「骨髄炎」を発症しやすい人の特徴をご存知ですか? 原因・症状を医師が解説

「骨髄炎」を発症しやすい人の特徴をご存知ですか? 原因・症状を医師が解説

骨髄炎の前兆や初期症状について

骨髄炎は骨の感染症であり、その前兆や初期症状は比較的緩やかに現れます。
最も一般的な初期症状は、感染部位の痛みと腫れです。この痛みは持続的で、徐々に強くなる傾向があり、特に夜間や安静時に悪化することがあります。痛みとともに、感染部位の皮膚が赤くなったり、熱を持ったりすることもあるので皮膚の状態に注意が必要です。

全身症状として、微熱や倦怠感が現れることがあります。これらの症状は、身体が感染と戦っている証拠です。食欲不振や吐き気などの消化器症状が現れることもあります。

また、感染部位によっては、関節の動きが制限されたり、違和感を感じたりします。小児の場合、症状がより顕著に現れることがあり、高熱や激しい痛みを訴えることが多いです。感染部位を動かすことを嫌がったり、歩行に異常が見られたりすることもあります。

慢性骨髄炎の場合、症状はより軽微で長期にわたることがあります。感染部位の痛みや膿の排出が主な症状です。これらの症状は他の疾患でも現れる可能性があるため、早期に医療機関を受診し、適切な診断を受けるのが重要です。

骨髄炎の検査・診断

骨髄炎の検査・診断は、患者の症状、身体所見、血液検査、画像診断、そして必要に応じて生検を組み合わせて行われます。

まず、医師は患者の病歴を詳しく聴取し、発熱、疼痛、腫脹などの症状の有無や経過を聴取します。
次に、身体診察では罹患部位の触診や、発赤、熱感、腫脹の程度を評価することが必要です。これらの評価だけでも骨髄炎が疑われる可能性もあります。例えば、原因不明の痛みや長時間の疲れがあるなどの症状は骨髄炎が疑われます。
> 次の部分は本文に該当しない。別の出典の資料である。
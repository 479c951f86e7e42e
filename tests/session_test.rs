// Copyright (c) 2025 Ronan LE MEILLAT, SCTG Development
// This file is part of the rust-acremote project and is licensed under the
// SCTG Development Non-Commercial License v1.0 (see LICENSE.md for details).

//! Tests for the panel session emulator
//!
//! These tests validate the protocol behavior by standing up a mock panel
//! and driving a real session against it: token carry-forward, state
//! decoding, the temperature bound semantics and the pending-action reset.

use rust_acremote::config::RemoteConfig;
use rust_acremote::remote::{OperationMode, PanelAction, PanelSession, RemoteError, WindAngle, WindSpeed};

use wiremock::matchers::{body_string_contains, method, path};
use wiremock::{Mock, MockServer, ResponseTemplate};

/// A remote controller page with the given tokens and indicator values.
fn remote_page(
    viewstate: &str,
    generator: &str,
    validation: &str,
    mode: u32,
    current: i32,
    target: i32,
    speed: u32,
    angle: u32,
) -> String {
    format!(
        r#"<html><body><form method="post">
            <input type="hidden" id="__VIEWSTATE" value="{viewstate}" />
            <input type="hidden" id="__VIEWSTATEGENERATOR" value="{generator}" />
            <input type="hidden" id="__EVENTVALIDATION" value="{validation}" />
            <img id="Image_1" src="images/nn_{mode}.gif" />
            <img id="Image_2" src="images/Tem_{current}.gif" />
            <img id="Image_3" src="images/Tem_{target}.gif" />
            <img id="Image_4" src="images/mm_{speed}.gif" />
            <img id="Image_5" src="images/kk_{angle}.gif" />
        </form></body></html>"#
    )
}

fn page_v1() -> String {
    remote_page("A1", "B1", "C1", 1, 24, 26, 0, 1)
}

fn session_for(server: &MockServer) -> PanelSession {
    let cfg = RemoteConfig {
        host: server.address().to_string(),
        login_id: "user".to_string(),
        password: "hunter2".to_string(),
        ..RemoteConfig::default()
    };
    PanelSession::new(&cfg).unwrap()
}

#[tokio::test]
async fn refresh_decodes_state_and_stores_tokens_for_the_next_request() {
    let server = MockServer::start().await;

    Mock::given(method("GET"))
        .and(path("/"))
        .respond_with(ResponseTemplate::new(200).set_body_string(page_v1()))
        .mount(&server)
        .await;

    let session = session_for(&server);
    let state = session.refresh().await.unwrap();

    assert_eq!(state.operation_mode, OperationMode::Cooling);
    assert_eq!(state.current_temp, 24);
    assert_eq!(state.target_temp, 26);
    assert_eq!(state.wind_speed, WindSpeed::Auto);
    assert_eq!(state.wind_angle, WindAngle::Horizontal);

    let tokens = session.tokens().await;
    assert_eq!(tokens["__VIEWSTATE"], "A1");
    assert_eq!(tokens["__VIEWSTATEGENERATOR"], "B1");
    assert_eq!(tokens["__EVENTVALIDATION"], "C1");

    // the local target follows the panel's reported one
    assert_eq!(session.target_temp().await, 26);

    // the stored tokens are echoed on the next outgoing command
    let command = Mock::given(method("POST"))
        .and(path("/webremo"))
        .and(body_string_contains("__VIEWSTATE=A1"))
        .and(body_string_contains("__VIEWSTATEGENERATOR=B1"))
        .and(body_string_contains("__EVENTVALIDATION=C1"))
        .respond_with(ResponseTemplate::new(200).set_body_string(page_v1()))
        .expect(1)
        .mount_as_scoped(&server)
        .await;

    session.power_on().await.unwrap();
    drop(command);
}

#[tokio::test]
async fn login_posts_credentials_with_the_landing_tokens() {
    let server = MockServer::start().await;

    Mock::given(method("GET"))
        .and(path("/"))
        .respond_with(ResponseTemplate::new(200).set_body_string(page_v1()))
        .mount(&server)
        .await;

    // the login post must carry the tokens seeded from the landing page
    Mock::given(method("POST"))
        .and(path("/"))
        .and(body_string_contains("txtId=user"))
        .and(body_string_contains("txtPwd=hunter2"))
        .and(body_string_contains("__VIEWSTATE=A1"))
        .respond_with(
            ResponseTemplate::new(200)
                .set_body_string(remote_page("A2", "B2", "C2", 1, 23, 27, 0, 1)),
        )
        .expect(1)
        .mount(&server)
        .await;

    let session = session_for(&server);
    let state = session.login().await.unwrap();

    // login performs an implicit full state refresh from its response
    assert_eq!(state.current_temp, 23);
    assert_eq!(state.target_temp, 27);
    assert_eq!(session.target_temp().await, 27);

    // and adopts the response's fresh token set
    let tokens = session.tokens().await;
    assert_eq!(tokens["__VIEWSTATE"], "A2");
}

#[tokio::test]
async fn rejected_login_is_an_authentication_error() {
    let server = MockServer::start().await;

    Mock::given(method("GET"))
        .and(path("/"))
        .respond_with(ResponseTemplate::new(200).set_body_string(page_v1()))
        .mount(&server)
        .await;

    Mock::given(method("POST"))
        .and(path("/"))
        .respond_with(ResponseTemplate::new(401))
        .mount(&server)
        .await;

    let session = session_for(&server);
    let err = session.login().await.unwrap_err();

    assert!(matches!(err, RemoteError::Authentication(_)));
}

#[tokio::test]
async fn set_temp_within_bounds_sends_the_command() {
    let server = MockServer::start().await;

    Mock::given(method("POST"))
        .and(path("/webremo"))
        .and(body_string_contains("hdnNo_4=27"))
        .and(body_string_contains("btnSubmit.x=55"))
        .and(body_string_contains("btnSubmit.y=16"))
        .respond_with(ResponseTemplate::new(200).set_body_string(page_v1()))
        .expect(1)
        .mount(&server)
        .await;

    let session = session_for(&server);
    session.set_temp(27).await.unwrap();

    assert_eq!(session.target_temp().await, 27);
}

#[tokio::test]
async fn set_temp_outside_bounds_fails_without_a_request() {
    let server = MockServer::start().await;

    // no POST mock mounted: any request would 404 and fail differently
    let session = session_for(&server);

    // the upper bound itself is excluded
    let err = session.set_temp(29).await.unwrap_err();
    assert!(matches!(err, RemoteError::TemperatureOutOfBounds { target: 29, .. }));
    assert_eq!(session.target_temp().await, 26);

    // below the lower bound
    let err = session.set_temp(24).await.unwrap_err();
    assert!(matches!(err, RemoteError::TemperatureOutOfBounds { target: 24, .. }));
    assert_eq!(session.target_temp().await, 26);

    // the lower bound itself is accepted by set_temp
    Mock::given(method("POST"))
        .and(path("/webremo"))
        .respond_with(ResponseTemplate::new(200).set_body_string(page_v1()))
        .mount(&server)
        .await;
    session.set_temp(25).await.unwrap();
    assert_eq!(session.target_temp().await, 25);
}

#[tokio::test]
async fn temp_down_keeps_the_asymmetric_floor() {
    let server = MockServer::start().await;

    Mock::given(method("POST"))
        .and(path("/webremo"))
        .respond_with(ResponseTemplate::new(200).set_body_string(remote_page(
            "A1", "B1", "C1", 1, 24, 26, 0, 1,
        )))
        .mount(&server)
        .await;

    let session = session_for(&server);

    // default target is lower_bound + 1: the decrement is refused
    assert_eq!(session.target_temp().await, 26);
    let err = session.temp_down().await.unwrap_err();
    assert!(matches!(err, RemoteError::TemperatureOutOfBounds { .. }));
    assert_eq!(session.target_temp().await, 26);

    // from lower_bound + 2 it decrements by exactly one
    session.set_temp(27).await.unwrap();
    session.temp_down().await.unwrap();
    assert_eq!(session.target_temp().await, 26);
}

#[tokio::test]
async fn temp_up_stops_at_the_upper_bound() {
    let server = MockServer::start().await;

    Mock::given(method("POST"))
        .and(path("/webremo"))
        .respond_with(ResponseTemplate::new(200).set_body_string(page_v1()))
        .mount(&server)
        .await;

    let session = session_for(&server);

    // 26 -> 27 -> 28 -> 29; the unit's own check permits reaching the bound
    session.temp_up().await.unwrap();
    session.temp_up().await.unwrap();
    session.temp_up().await.unwrap();
    assert_eq!(session.target_temp().await, 29);

    // one more step is refused and leaves the target unchanged
    let err = session.temp_up().await.unwrap_err();
    assert!(matches!(err, RemoteError::TemperatureOutOfBounds { .. }));
    assert_eq!(session.target_temp().await, 29);
}

#[tokio::test]
async fn power_commands_click_their_own_button() {
    let server = MockServer::start().await;

    let on = Mock::given(method("POST"))
        .and(path("/webremo"))
        .and(body_string_contains("hdnNo_1=1"))
        .and(body_string_contains("btnSubmit.x=94"))
        .and(body_string_contains("btnSubmit.y=40"))
        .respond_with(ResponseTemplate::new(200).set_body_string(page_v1()))
        .expect(1)
        .mount_as_scoped(&server)
        .await;

    let session = session_for(&server);
    session.power_on().await.unwrap();
    assert!(session.is_powered().await);
    drop(on);

    Mock::given(method("POST"))
        .and(path("/webremo"))
        .and(body_string_contains("hdnNo_1=0"))
        .and(body_string_contains("btnSubmit.x=108"))
        .respond_with(ResponseTemplate::new(200).set_body_string(page_v1()))
        .expect(1)
        .mount(&server)
        .await;

    session.power_off().await.unwrap();
    assert!(!session.is_powered().await);
}

#[tokio::test]
async fn pending_action_is_reset_after_success_and_failure() {
    let server = MockServer::start().await;

    let ok = Mock::given(method("POST"))
        .and(path("/webremo"))
        .respond_with(ResponseTemplate::new(200).set_body_string(page_v1()))
        .mount_as_scoped(&server)
        .await;

    let session = session_for(&server);
    session.power_on().await.unwrap();
    assert_eq!(session.pending_action().await, PanelAction::Idle);
    drop(ok);

    // server-side rejection: the command fails but the marker still resets
    Mock::given(method("POST"))
        .and(path("/webremo"))
        .respond_with(ResponseTemplate::new(500).set_body_string("session expired"))
        .mount(&server)
        .await;

    let err = session.power_off().await.unwrap_err();
    assert!(matches!(err, RemoteError::CommandRejected(_)));
    assert_eq!(session.pending_action().await, PanelAction::Idle);
}

#[tokio::test]
async fn successful_command_adopts_the_response_tokens() {
    let server = MockServer::start().await;

    Mock::given(method("GET"))
        .and(path("/"))
        .respond_with(ResponseTemplate::new(200).set_body_string(page_v1()))
        .mount(&server)
        .await;

    // the command response carries a rotated token set
    Mock::given(method("POST"))
        .and(path("/webremo"))
        .respond_with(ResponseTemplate::new(200).set_body_string(remote_page(
            "A9", "B9", "C9", 1, 24, 26, 0, 1,
        )))
        .mount(&server)
        .await;

    let session = session_for(&server);
    session.refresh().await.unwrap();
    assert_eq!(session.tokens().await["__VIEWSTATE"], "A1");

    session.power_on().await.unwrap();
    assert_eq!(session.tokens().await["__VIEWSTATE"], "A9");
}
さらに詳しく検査する際には、血液検査や画像診断が必要です。
血液検査では、炎症の指標である白血球数、C反応性蛋白(CRP)、赤血球沈降速度(ESR)の上昇が見られるかを確認します。これらの値が高ければ、体内のどこかで炎症が起きていることを示唆しますが、骨髄炎に特異的ではありません。また、血液培養も行い、原因菌の特定を試みます。
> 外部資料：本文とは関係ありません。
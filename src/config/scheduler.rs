// Copyright (c) 2025 Ronan LE MEILLAT, SCTG Development
// This file is part of the rust-acremote project and is licensed under the
// SCTG Development Non-Commercial License v1.0 (see LICENSE.md for details).

//! Configuration for the bounded command executor

use serde::{Deserialize, Serialize};

/// Settings for the task executor that decouples touch input from command
/// execution. Queue capacity and the in-flight dispatch cap share the same
/// number.
#[derive(Debug, Deserialize, Serialize, Clone)]
#[serde(default)]
pub struct SchedulerConfig {
    /// Queue capacity and concurrent dispatch limit
    pub queue_size: usize,
    /// Pacing delay between dispatch decisions, milliseconds
    pub execute_interval_ms: u64,
}

impl Default for SchedulerConfig {
    fn default() -> Self {
        Self {
            queue_size: 4,
            execute_interval_ms: 100,
        }
    }
}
画像診断は骨の状態をみるのに重要です。X線検査は初期段階では変化が現れづらいですが、経過とともに骨の破壊や新生骨の形成が観察されます。MRIやCT検査では、感染部位の特定や、周囲軟部組織の変化を抽出するのに効果的です。また、骨シンチグラフィーという検査を用いる場合もあります。骨シンチグラフィーは感染部位の異常を検出するのに役立ちますが、成長過程の骨では異常を検出しづらい特徴があります。

確定診断には骨生検が最も信頼性が高いです。得られた組織の病理学的検査や培養検査により、炎症の程度や原因菌を特定することができます。しかし、侵襲的な手技であるため、他の検査結果と臨床所見を総合的に判断し、必要性を慎重に検討します。